I have another crop all ready to go into the flower room. Same strain. When I put them in, I'll put some of this lime in every pot. 

View attachment k2-_6736a2a8-cc92-4214-808f-7778667bf8e9.v1.jpg


----------



## Hushpuppy (Nov 22, 2014)

That is the lime that I use  Don't get carried away with adding it. I did and had a fit with my plants struggling. I ended up having to flush it out and start over.


----------



## Hackerman (Nov 22, 2014)

I put about 1/2 tsp to 1 tsp into 3 pots to test it. I have bad memories of using lime. LOL

The point is becoming moot as some have amber already so I'll probably be harvesting soon.

I do have another crop ready to move into this room and I am going to lime all of them on the way into the room. They are 3 quart pots. Is 1 tsp too much?

Thanks again for all the help along the way.


----------



## Wetdog (Nov 23, 2014)

IDK, *I* think both of you did something else and putting the blame on lime.

The reason I say this besides years of using the bagged lime is, years ago I grew some stuff in pure crushed limestone (oolitic limestone). It was an emergency deal (no mix), and there was a dump truck load of it in the yard. The drainage sucked, but nothing got burnt, deformed, or had bad things happen to it. I mean, nothing like 100% lime to settle any 'too much' issues. Oolitic is also almost pure Calcium Carbonate from ancient coral reefs.

Calcium is very important for a lot of things. Now being considered almost as important as nitrogen for good growth and flowering.

Not only do I use 1cup/cf of lime, but I also add 1cup/cf of Gypsum that adds more Ca and very important Sulfur. Gypsum doesn't affect the pH though. The Calcium has to be in carbonate form for pH buffering.

Anyway, the bagged lime can be over applied. The harm is physical in that it will turn into something like concrete because it's ground so fine. Gypsum on the other hand actually loosens the soil matrix and improves aeration and drainage.

What I do is add enough lime to buffer pH and for any extra Ca go to the Gypsum. Adding the extra Ca this year (I top dressed with Gypsum), made a very noticeable difference, for the good.

Really opened my eyes AFA Calcium goes.

Wet


----------



## Hushpuppy (Nov 23, 2014)

The mistake I made in adding too much is that I caused my pH to jump to 7.8 and stay there until I flushed it out.

*PCduck *Just pointed out to me that I made an incorrect statement in an earlier thread. I said that Dolomite lime has more magnesium than calcium. I was incorrect with that. The ratio of calcium to magnesium in naturally occurring Dolomitic lime varies but seems to always have a higher content of calcium. I also thought that Espoma's Lime had a higher magnesium to calcium content. I went back to look at my bag and ffound that while the ratio of calcium to magnesium is close to even, there is still more calcium than magnesium in it. So I decided to do some investigating.

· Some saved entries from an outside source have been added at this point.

//! Operator TOTP verification.
//!
//! Sensitive operations (refund application, manual payment confirmation)
//! require a 6-digit code from the operator's authenticator app.

use totp_rs::{Algorithm, Secret, TOTP};
use thiserror::Error;

const TOTP_DIGITS: usize = 6;
const TOTP_STEP: u64 = 30;
const TOTP_SKEW: u8 = 1;
const TOTP_ISSUER: &str = "AppShop";

/// Error type for TOTP operations.
#[derive(Debug, Error)]
pub enum TotpError {
    #[error("Invalid TOTP secret: {0}")]
    InvalidSecret(String),

    #[error("TOTP code must be 6 digits")]
    MalformedCode,
}

fn build(secret_base32: &str, account: &str) -> Result<TOTP, TotpError> {
    let bytes = Secret::Encoded(secret_base32.to_string())
        .to_bytes()
        .map_err(|e| TotpError::InvalidSecret(format!("{:?}", e)))?;

    TOTP::new(
        Algorithm::SHA1,
        TOTP_DIGITS,
        TOTP_SKEW,
        TOTP_STEP,
        bytes,
        Some(TOTP_ISSUER.to_string()),
        account.to_string(),
    )
    .map_err(|e| TotpError::InvalidSecret(e.to_string()))
}

/// Checks a code against the operator's base32 secret.
///
/// Returns `Ok(false)` for a well-formed but wrong code.
pub fn verify_code(secret_base32: &str, account: &str, code: &str) -> Result<bool, TotpError> {
    let code = code.trim();
    if code.len() != TOTP_DIGITS || !code.chars().all(|c| c.is_ascii_digit()) {
        return Err(TotpError::MalformedCode);
    }
    let totp = build(secret_base32, account)?;
    Ok(totp.check_current(code).unwrap_or(false))
}

/// Produces the current code for a secret.
pub fn current_code(secret_base32: &str, account: &str) -> Result<String, TotpError> {
    build(secret_base32, account)?
        .generate_current()
        .map_err(|e| TotpError::InvalidSecret(e.to_string()))
}

/// Encodes raw secret bytes as base32 for storage.
pub fn encode_secret(raw: &[u8]) -> String {
    Secret::Raw(raw.to_vec()).to_encoded().to_string()
}

#[cfg(test)]
mod tests {
    use super::*;

    fn secret() -> String {
        encode_secret(b"12345678901234567890")
    }

    #[test]
    fn test_current_code_verifies() {
        let s = secret();
        let code = current_code(&s, "ops@example.com").unwrap();
        assert_eq!(code.len(), 6);
        assert!(verify_code(&s, "ops@example.com", &code).unwrap());
    }

    #[test]
    fn test_malformed_code_rejected() {
        let s = secret();
        assert!(matches!(
            verify_code(&s, "ops", "12ab56"),
            Err(TotpError::MalformedCode)
        ));
        assert!(matches!(
            verify_code(&s, "ops", "1234"),
            Err(TotpError::MalformedCode)
        ));
    }

    #[test]
    fn test_short_secret_rejected() {
        let short = encode_secret(b"short");
        assert!(matches!(
            verify_code(&short, "ops", "123456"),
            Err(TotpError::InvalidSecret(_))
        ));
    }
}
//! Domain layer for the App Shop backend.
//!
//! This crate contains:
//! - Domain models (applications, packages, plans, memberships, orders,
//!   refunds, commission ledger, withdrawals)
//! - Business rules and state machines as pure functions
//! - The domain error taxonomy and collaborator traits

pub mod error;
pub mod models;
pub mod money;
pub mod services;

pub use error::{DomainError, DomainResult};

I went back and took a very close look at my Espoma Lime and discovered that it is not higher in magnesium than calcium. I misread the materials on the bag and understood it to be higher in magnesium than calcium. Espoma lime is not just naturally ground dolomite lime. It is a processed lime that uses a few different things to produce what they feel to be the best ratio and formulation of raw elements to produce their lime. 

I did some research and found that there is a significant debate about the best ratio of calcium to magnesium to use for gardening. It appears that different applications such as certain plants and vegetables seem to do better with a more even ratio of calcium to magnesium, while plants such as grasses do better with a higher calcium to magnesium ratio. It has been my experience and the experience of others that I have spoken to, and read some articles that I have read, that MJ requires a more balanced ratio of calcium to magnesium in the soil/medium.

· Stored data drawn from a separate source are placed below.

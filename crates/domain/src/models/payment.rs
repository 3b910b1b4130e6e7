//! Payment provider accounts.

use chrono::{DateTime, Utc};
use rust_decimal::Decimal;
use serde::{Deserialize, Serialize};
use validator::Validate;

use crate::error::{DomainError, DomainResult};

/// Provider-specific configuration, selected by `provider_code`.
#[derive(Debug, Clone, PartialEq, Eq, Deserialize)]
#[serde(tag = "provider", rename_all = "lowercase")]
pub enum ProviderConfig {
    Wechat {
        app_id: String,
        mch_id: String,
        api_key: String,
    },
    Alipay {
        app_id: String,
        private_key: String,
        alipay_public_key: String,
    },
    Stripe {
        secret_key: String,
        webhook_secret: String,
    },
    Paypal {
        client_id: String,
        client_secret: String,
        #[serde(default)]
        sandbox: bool,
    },
}

impl ProviderConfig {
    /// Parses the stored JSON blob for the given provider code.
    pub fn parse(provider_code: &str, config: &serde_json::Value) -> DomainResult<Self> {
        let mut object = match config {
            serde_json::Value::Object(map) => map.clone(),
            serde_json::Value::Null => serde_json::Map::new(),
            _ => return Err(DomainError::invalid("Provider config must be a JSON object")),
        };
        object.insert(
            "provider".to_string(),
            serde_json::Value::String(provider_code.to_ascii_lowercase()),
        );

        let parsed: ProviderConfig = serde_json::from_value(serde_json::Value::Object(object))
            .map_err(|e| DomainError::invalid(format!("Invalid {} config: {}", provider_code, e)))?;
        parsed.ensure_complete()?;
        Ok(parsed)
    }

    pub fn provider_code(&self) -> &'static str {
        match self {
            ProviderConfig::Wechat { .. } => "wechat",
            ProviderConfig::Alipay { .. } => "alipay",
            ProviderConfig::Stripe { .. } => "stripe",
            ProviderConfig::Paypal { .. } => "paypal",
        }
    }

    fn ensure_complete(&self) -> DomainResult<()> {
        let fields: Vec<&str> = match self {
            ProviderConfig::Wechat {
                app_id,
                mch_id,
                api_key,
            } => vec![app_id.as_str(), mch_id.as_str(), api_key.as_str()],
            ProviderConfig::Alipay {
                app_id,
                private_key,
                alipay_public_key,
            } => vec![app_id.as_str(), private_key.as_str(), alipay_public_key.as_str()],
            ProviderConfig::Stripe {
                secret_key,
                webhook_secret,
            } => vec![secret_key.as_str(), webhook_secret.as_str()],
            ProviderConfig::Paypal {
                client_id,
                client_secret,
                ..
            } => vec![client_id.as_str(), client_secret.as_str()],
        };
        if fields.iter().any(|f| f.trim().is_empty()) {
            return Err(DomainError::invalid(format!(
                "{} config has empty fields",
                self.provider_code()
            )));
        }
        Ok(())
    }
}

/// A merchant account at a payment provider.
#[derive(Debug, Clone, Serialize, Deserialize)]
#[serde(rename_all = "camelCase")]
pub struct PaymentAccount {
    pub id: i64,
    pub provider_code: String,
    pub name: String,
    #[serde(skip_serializing)]
    pub config: serde_json::Value,
    #[serde(skip_serializing)]
    pub callback_secret: String,
    pub daily_limit: Option<Decimal>,
    pub daily_amount: Decimal,
    pub total_amount: Decimal,
    pub total_orders: i64,
    pub last_used_at: Option<DateTime<Utc>>,
    pub enabled: bool,
}

impl PaymentAccount {
    /// Adds a settled payment to the statistics.
    ///
    /// Returns true when the payment pushed `daily_amount` past `daily_limit`.
    pub fn record_payment(&mut self, amount: Decimal, now: DateTime<Utc>) -> bool {
        self.daily_amount += amount;
        self.total_amount += amount;
        self.total_orders += 1;
        self.last_used_at = Some(now);
        self.daily_limit.is_some_and(|limit| self.daily_amount > limit)
    }
}

/// Request payload for creating a payment account.
#[derive(Debug, Clone, Deserialize, Validate)]
#[serde(rename_all = "camelCase")]
pub struct CreatePaymentAccountRequest {
    #[validate(length(min = 1, max = 32, message = "Provider code is required"))]
    pub provider_code: String,

    #[validate(length(min = 1, max = 100, message = "Name must be 1-100 characters"))]
    pub name: String,

    pub config: serde_json::Value,

    #[validate(length(min = 16, max = 256, message = "Callback secret must be 16-256 characters"))]
    pub callback_secret: String,

    pub daily_limit: Option<Decimal>,
}

#[cfg(test)]
mod tests {
    use super::*;
    use serde_json::json;

    #[test]
    fn test_parse_each_provider() {
        let wechat = ProviderConfig::parse(
            "wechat",
            &json!({"app_id": "wx1", "mch_id": "m1", "api_key": "k"}),
        )
        .unwrap();
        assert_eq!(wechat.provider_code(), "wechat");

        let paypal =
            ProviderConfig::parse("PayPal", &json!({"client_id": "c", "client_secret": "s"})).unwrap();
        assert_eq!(
            paypal,
            ProviderConfig::Paypal {
                client_id: "c".into(),
                client_secret: "s".into(),
                sandbox: false
            }
        );
    }

    #[test]
    fn test_parse_rejects_missing_or_empty_fields() {
        assert!(ProviderConfig::parse("stripe", &json!({"secret_key": "sk"})).is_err());
        assert!(ProviderConfig::parse(
            "stripe",
            &json!({"secret_key": "sk", "webhook_secret": "  "})
        )
        .is_err());
        assert!(ProviderConfig::parse("bitcoin", &json!({})).is_err());
        assert!(ProviderConfig::parse("alipay", &json!("x")).is_err());
    }

    #[test]
    fn test_record_payment_flags_daily_limit() {
        let mut account = PaymentAccount {
            id: 1,
            provider_code: "alipay".into(),
            name: "main".into(),
            config: json!({}),
            callback_secret: "0123456789abcdef".into(),
            daily_limit: Some(Decimal::new(5000, 2)),
            daily_amount: Decimal::new(3000, 2),
            total_amount: Decimal::new(3000, 2),
            total_orders: 1,
            last_used_at: None,
            enabled: true,
        };
        let now = Utc::now();
        assert!(!account.record_payment(Decimal::new(2000, 2), now));
        assert!(account.record_payment(Decimal::new(1, 2), now));
        assert_eq!(account.total_orders, 3);
        assert_eq!(account.last_used_at, Some(now));
    }
}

I also read that there appears to be a link between soil/medium which has more coarse material and better drainage, and a tendency to acquire magnesium deficiency. This could partially account for the soilless mediums needing to be amended with a cal/mag additive.

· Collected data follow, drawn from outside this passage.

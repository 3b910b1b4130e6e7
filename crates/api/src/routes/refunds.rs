//! Refund workflow endpoints (admin).

use axum::{
    extract::{Path, Query, State},
    routing::{get, post},
    Json, Router,
};
use domain::models::refund::{
    ApplyRefundRequest, CompleteRefundRequest, ReasonRequest, Refund, RefundStatus,
};
use serde::Deserialize;
use shared::pagination::{PageRequest, PageResult};

use crate::app::AppState;
use crate::extractors::ProjectOperator;
use crate::response::{ApiResponse, ApiResult};
use crate::services::RefundService;

#[derive(Debug, Default, Deserialize)]
#[serde(rename_all = "camelCase")]
pub struct RefundQuery {
    pub status: Option<RefundStatus>,
    pub order_id: Option<i64>,
}

pub fn router() -> Router<AppState> {
    Router::new()
        .route("/refunds", get(list_refunds).post(apply_refund))
        .route("/refunds/:id", get(get_refund))
        .route("/refunds/:id/dispatch", post(dispatch_refund))
        .route("/refunds/:id/complete", post(complete_refund))
        .route("/refunds/:id/retry", post(retry_refund))
        .route("/refunds/:id/cancel", post(cancel_refund))
}

/// POST /project/refunds
///
/// Requires the operator's TOTP code.
async fn apply_refund(
    State(state): State<AppState>,
    op: ProjectOperator,
    Json(request): Json<ApplyRefundRequest>,
) -> ApiResult<Refund> {
    let refund = RefundService::new(&state)
        .apply(&op.operator, &request)
        .await?;
    Ok(ApiResponse::with_msg(refund, "退款申请成功"))
}

async fn list_refunds(
    State(state): State<AppState>,
    _op: ProjectOperator,
    Query(query): Query<RefundQuery>,
    Query(page): Query<PageRequest>,
) -> ApiResult<PageResult<Refund>> {
    let result = RefundService::new(&state)
        .list(query.status, query.order_id, &page)
        .await?;
    Ok(ApiResponse::ok(result))
}

async fn get_refund(
    State(state): State<AppState>,
    _op: ProjectOperator,
    Path(id): Path<i64>,
) -> ApiResult<Refund> {
    let refund = RefundService::new(&state).get(id).await?;
    Ok(ApiResponse::ok(refund))
}

async fn dispatch_refund(
    State(state): State<AppState>,
    op: ProjectOperator,
    Path(id): Path<i64>,
) -> ApiResult<Refund> {
    let refund = RefundService::new(&state).dispatch(&op.operator, id).await?;
    Ok(ApiResponse::ok(refund))
}

/// POST /project/refunds/:id/complete
async fn complete_refund(
    State(state): State<AppState>,
    op: ProjectOperator,
    Path(id): Path<i64>,
    Json(request): Json<CompleteRefundRequest>,
) -> ApiResult<Refund> {
    let refund = RefundService::new(&state)
        .complete(&op.operator, id, &request)
        .await?;
    Ok(ApiResponse::ok(refund))
}

async fn retry_refund(
    State(state): State<AppState>,
    op: ProjectOperator,
    Path(id): Path<i64>,
) -> ApiResult<Refund> {
    let refund = RefundService::new(&state).retry(&op.operator, id).await?;
    Ok(ApiResponse::ok(refund))
}

async fn cancel_refund(
    State(state): State<AppState>,
    op: ProjectOperator,
    Path(id): Path<i64>,
    Json(request): Json<ReasonRequest>,
) -> ApiResult<Refund> {
    let refund = RefundService::new(&state)
        .cancel(&op.operator, id, &request)
        .await?;
    Ok(ApiResponse::with_msg(refund, "退款已取消"))
}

PC thanks for making me go back and look more closely at this topic. I stand corrected.


----------



## Hackerman (Nov 23, 2014)

I have never heard of adding lime to water. Can you do that to get a faster result?


----------



## Wetdog (Nov 23, 2014)

:goodposting::goodposting::goodposting:   +Rep

That was excellent research. I had no idea about the blending of the Espoma. I always thought it was just plain old ground dolomite like I get at the feed store, just more expensive. lol

Wet


----------



## Wetdog (Nov 23, 2014)

Hackerman said:


> I have never heard of adding lime to water. Can you do that to get a faster result?



Meh .... Lime is ground rock and really doesn't dissolve.

DOH!!!!!!!  I just realized you were talking about the water in the glass bit. The _Clay Binder_ dissolves and the lime will settle to the bottom and not dissolve.

It was just a little show and tell on how pelletized (prilled?), lime is released/works.

Wet


----------



## pcduck (Nov 23, 2014)

Calcitic Lime...30% Calcium and 4% magnesium (varies)

Dolimite Lime....22% Calcium and 12% Magnesium (varies)

Hydrated Lime isn't approved in organic gardening standards.


----------



## Hackerman (Nov 23, 2014)

No, you were right the first time. I was asking if I could add it to water when I water the plants.

OK, apparently not.

Thanks


----------



## Hushpuppy (Nov 23, 2014)

I found the last time that I tried dissolving in water with the Espoma lime that it didn't work well and actually caused the pH in the water to drop very low. I don't know why exactly but it is about more than just dissolving it in the water. I think it is because of the break up of the different elements in the pellets and joining with the H2O and whatever else might be in the water, it changed the chemical solution. It must not break down as quickly in soil to create an issue.


----------